Brennan asserted that the court weighing in on the plaintiff’s hostile work environment claims would be problematic since “what one minister says in supervision of another could constitute stern counsel to some or tread into bigotry to others.”
“How is a court to determine discipline from discrimination? Or advice from animus?” Brennan queried. “These questions and others like them cannot be answered without infringing upon a religious organization’s rights.”

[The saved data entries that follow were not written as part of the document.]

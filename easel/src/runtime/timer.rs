use std::sync::Once;

static HIGH_RES_TIMER: Once = Once::new();

/// Windows drops to a coarse scheduler tick unless some thread keeps a
/// sleep pending for a duration that is not a multiple of 10 ms. The helper
/// thread parks in such a sleep forever; it is never joined.
pub fn ensure_high_res_timer() {
    HIGH_RES_TIMER.call_once(|| {
        if !cfg!(target_os = "windows") {
            return;
        }

        let spawned = std::thread::Builder::new()
            .name("easel-high-res-timer".to_string())
            .spawn(|| {
                loop {
                    std::thread::sleep(std::time::Duration::from_millis(
                        i32::MAX as u64 - 1,
                    ));
                }
            });

        if let Err(err) = spawned {
            log::warn!("failed to start high resolution timer thread: {}", err);
        }
    });
}
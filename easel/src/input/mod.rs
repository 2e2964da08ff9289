pub mod events;
pub mod keys;
pub mod normalizer;
pub mod winit_adapter;

pub use events::*;
pub use normalizer::{InputNormalizer, NativeKey, NativePointer};
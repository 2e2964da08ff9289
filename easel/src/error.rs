use std::error::Error;
use std::fmt;

#[derive(Debug)]
pub enum SurfaceError {
    /// No usable rendering tier exists on this host.
    UnsupportedProfile(String),
    Window(String),
    Context(String),
    Config(String),
    NotInitialized,
    Unsupported(&'static str),
    /// A context task tried to submit another context task.
    Reentrant,
    /// The pacer went away before a submitted task could run.
    ContextLost,
    EventLoop(String),
}

impl fmt::Display for SurfaceError {
    fn fmt(&self, f: &mut fmt::Formatter<'_>) -> fmt::Result {
        match self {
            SurfaceError::UnsupportedProfile(detail) => {
                write!(f, "unsupported rendering profile: {}", detail)
            }
            SurfaceError::Window(detail) => {
                write!(f, "window error: {}", detail)
            }
            SurfaceError::Context(detail) => {
                write!(f, "rendering context error: {}", detail)
            }
            SurfaceError::Config(detail) => {
                write!(f, "invalid surface config: {}", detail)
            }
            SurfaceError::NotInitialized => {
                write!(f, "surface has not been initialized")
            }
            SurfaceError::Unsupported(what) => {
                write!(f, "not supported by this surface: {}", what)
            }
            SurfaceError::Reentrant => {
                write!(f, "render called from inside a context task")
            }
            SurfaceError::ContextLost => {
                write!(f, "context thread stopped before the task ran")
            }
            SurfaceError::EventLoop(detail) => {
                write!(f, "event loop error: {}", detail)
            }
        }
    }
}

impl Error for SurfaceError {}

/// Failure reported by a frame target while producing one frame.
#[derive(Clone, Debug, Eq, PartialEq)]
pub enum FrameError {
    /// The target asked to shut down; not a fault.
    Shutdown,
    Failed(String),
}

impl fmt::Display for FrameError {
    fn fmt(&self, f: &mut fmt::Formatter<'_>) -> fmt::Result {
        match self {
            FrameError::Shutdown => write!(f, "shutdown requested"),
            FrameError::Failed(detail) => write!(f, "{}", detail),
        }
    }
}

impl Error for FrameError {}

impl From<String> for FrameError {
    fn from(detail: String) -> Self {
        FrameError::Failed(detail)
    }
}

#[cfg(test)]
mod tests {
    use super::*;

    #[test]
    fn window_errors_do_not_assume_creation() {
        let err = SurfaceError::Window("invalid window icon: bad size".into());
        assert_eq!(
            err.to_string(),
            "window error: invalid window icon: bad size"
        );

        let err = SurfaceError::Context("renderer rejected 4 samples".into());
        assert_eq!(
            err.to_string(),
            "rendering context error: renderer rejected 4 samples"
        );
    }
}
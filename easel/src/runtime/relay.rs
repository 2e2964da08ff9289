use std::any::Any;
use std::fmt;
use std::io;
use std::panic;
use std::sync::Arc;
use std::thread::{self, JoinHandle};

use log::{debug, error};
use parking_lot::{Condvar, Mutex};

use crate::framework::util::panic_message;

/// An error raised on the pacer thread while producing a frame.
pub enum PacerFault {
    /// Expected shutdown signal; the listener swallows it.
    Shutdown,
    Failed(String),
    Panicked(Box<dyn Any + Send>),
}

impl PacerFault {
    pub fn is_shutdown(&self) -> bool {
        matches!(self, PacerFault::Shutdown)
    }

    pub fn message(&self) -> String {
        match self {
            PacerFault::Shutdown => "shutdown".to_string(),
            PacerFault::Failed(message) => message.clone(),
            PacerFault::Panicked(payload) => panic_message(payload.as_ref()),
        }
    }
}

impl fmt::Debug for PacerFault {
    fn fmt(&self, f: &mut fmt::Formatter<'_>) -> fmt::Result {
        match self {
            PacerFault::Shutdown => write!(f, "Shutdown"),
            PacerFault::Failed(message) => {
                f.debug_tuple("Failed").field(message).finish()
            }
            PacerFault::Panicked(payload) => f
                .debug_tuple("Panicked")
                .field(&panic_message(payload.as_ref()))
                .finish(),
        }
    }
}

impl fmt::Display for PacerFault {
    fn fmt(&self, f: &mut fmt::Formatter<'_>) -> fmt::Result {
        match self {
            PacerFault::Shutdown => write!(f, "pacer shut down"),
            PacerFault::Failed(message) => {
                write!(f, "frame failed: {}", message)
            }
            PacerFault::Panicked(payload) => {
                write!(f, "frame panicked: {}", panic_message(payload.as_ref()))
            }
        }
    }
}

#[derive(Debug)]
pub enum Relayed {
    Fault(PacerFault),
    Interrupted,
}

enum Slot {
    Empty,
    Posted(PacerFault),
    Drained,
    Interrupted,
}

/// Single-slot mailbox carrying the first pacer fault to a supervising
/// thread. A relay serves exactly one pacer lifetime: once a fault has been
/// posted, later posts are refused.
pub struct ExceptionRelay {
    slot: Mutex<Slot>,
    posted: Condvar,
}

impl Default for ExceptionRelay {
    fn default() -> Self {
        Self::new()
    }
}

impl ExceptionRelay {
    pub fn new() -> Self {
        Self {
            slot: Mutex::new(Slot::Empty),
            posted: Condvar::new(),
        }
    }

    /// Returns false when a fault was already posted for this lifetime.
    pub fn post(&self, fault: PacerFault) -> bool {
        let mut slot = self.slot.lock();

        match *slot {
            Slot::Empty | Slot::Interrupted => {
                *slot = Slot::Posted(fault);
                self.posted.notify_all();
                true
            }
            Slot::Posted(_) | Slot::Drained => {
                debug!(
                    "dropping pacer fault, one was already relayed: {}",
                    fault
                );
                false
            }
        }
    }

    /// Wakes a blocked listener without a fault. A fault that is already
    /// posted stays deliverable.
    pub fn interrupt(&self) {
        let mut slot = self.slot.lock();
        if matches!(*slot, Slot::Empty) {
            *slot = Slot::Interrupted;
        }
        self.posted.notify_all();
    }

    /// Blocks until a fault is posted or the relay is interrupted.
    pub fn wait(&self) -> Relayed {
        let mut slot = self.slot.lock();

        loop {
            match std::mem::replace(&mut *slot, Slot::Drained) {
                Slot::Posted(fault) => return Relayed::Fault(fault),
                Slot::Interrupted => {
                    *slot = Slot::Interrupted;
                    return Relayed::Interrupted;
                }
                Slot::Drained => return Relayed::Interrupted,
                Slot::Empty => {
                    *slot = Slot::Empty;
                    self.posted.wait(&mut slot);
                }
            }
        }
    }

    pub fn try_take(&self) -> Option<PacerFault> {
        let mut slot = self.slot.lock();
        match std::mem::replace(&mut *slot, Slot::Drained) {
            Slot::Posted(fault) => Some(fault),
            other => {
                *slot = other;
                None
            }
        }
    }
}

pub type FaultHandler = Arc<dyn Fn(PacerFault) + Send + Sync>;

/// Re-raises a fault on the calling thread so the process panic hook sees
/// it. This is the default listener behavior.
pub fn raise(fault: PacerFault) {
    match fault {
        PacerFault::Shutdown => {}
        PacerFault::Failed(message) => {
            error!("frame failed on pacer thread: {}", message);
            panic!("frame failed on pacer thread: {}", message);
        }
        PacerFault::Panicked(payload) => {
            error!(
                "frame panicked on pacer thread: {}",
                panic_message(payload.as_ref())
            );
            panic::resume_unwind(payload);
        }
    }
}

pub fn default_fault_handler() -> FaultHandler {
    Arc::new(raise)
}

/// Spawns the supervising listener. Shutdown signals and interrupts end the
/// listener quietly; any other fault goes to `handler`.
pub fn spawn_listener(
    relay: Arc<ExceptionRelay>,
    handler: FaultHandler,
) -> io::Result<JoinHandle<()>> {
    thread::Builder::new()
        .name("easel-fault-relay".to_string())
        .spawn(move || match relay.wait() {
            Relayed::Interrupted => {
                debug!("fault relay listener interrupted");
            }
            Relayed::Fault(PacerFault::Shutdown) => {
                debug!("pacer reported clean shutdown");
            }
            Relayed::Fault(fault) => handler(fault),
        })
}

The Southern Baptist Ethics & Religious Liberty Commission (ERLC) filed a friend-of-the-court brief in October 2020, with other faith-based organizations, requesting that the entire Seventh Circuit Court rehear the case. The brief asserted that the three-judge panel’s decision “mandates extraordinary secular interference with core ecclesiastical judgments.”
“Church affairs are no place for secular governing authorities to exert influence,” Chelsea Sobolik, a policy director for the ERLC, told Baptist Press in a written statement. “The brief we filed in this case strongly asserted this principle, and we are pleased the Seventh Circuit agreed with our perspective.
“This is a decision that religious freedom advocates, like Baptists, can celebrate. … [I]t is imperative that courts continue to affirm the ministerial exception because, to do otherwise, would render the separation of church and state meaningless.”
In its opinion, the Seventh Circuit Court cited the brief signed onto by the ERLC, as the Supreme Court had done similarly in the Our Lady of Guadalupe decision with another brief filed by the ERLC in that 2020 case.
Then the high court reiterated its support for a “ministerial exception” in July 2020 with a 7-2 decision involving the firing of teachers in Our Lady of Guadalupe School v. Morrissey-Berru.
While the Seventh Circuit panel ruled those Supreme Court decisions did not apply in Demkovich’s case, the full court of appeals found otherwise.
Daniel Blomberg, senior counsel at Becket, a religious freedom legal nonprofit that joined the litigation on behalf of the Archdiocese, applauded the ruling.
“Worship is sacred,” Blomberg said in a statement. “That’s why worship leaders who select and perform elements of worship are ministers of the faith, conveying its teachings to the faithful.
“That’s also why the church—not the state—gets to make sure that its music ministers are directing its congregation in a way that’s faithful to its beliefs.”
Circuit Judge David Hamilton, an Obama appointee, authored a dissenting opinion, contending that the majority had focused “too little on counterarguments” and reached a decision “at the expense of the rights of employees.”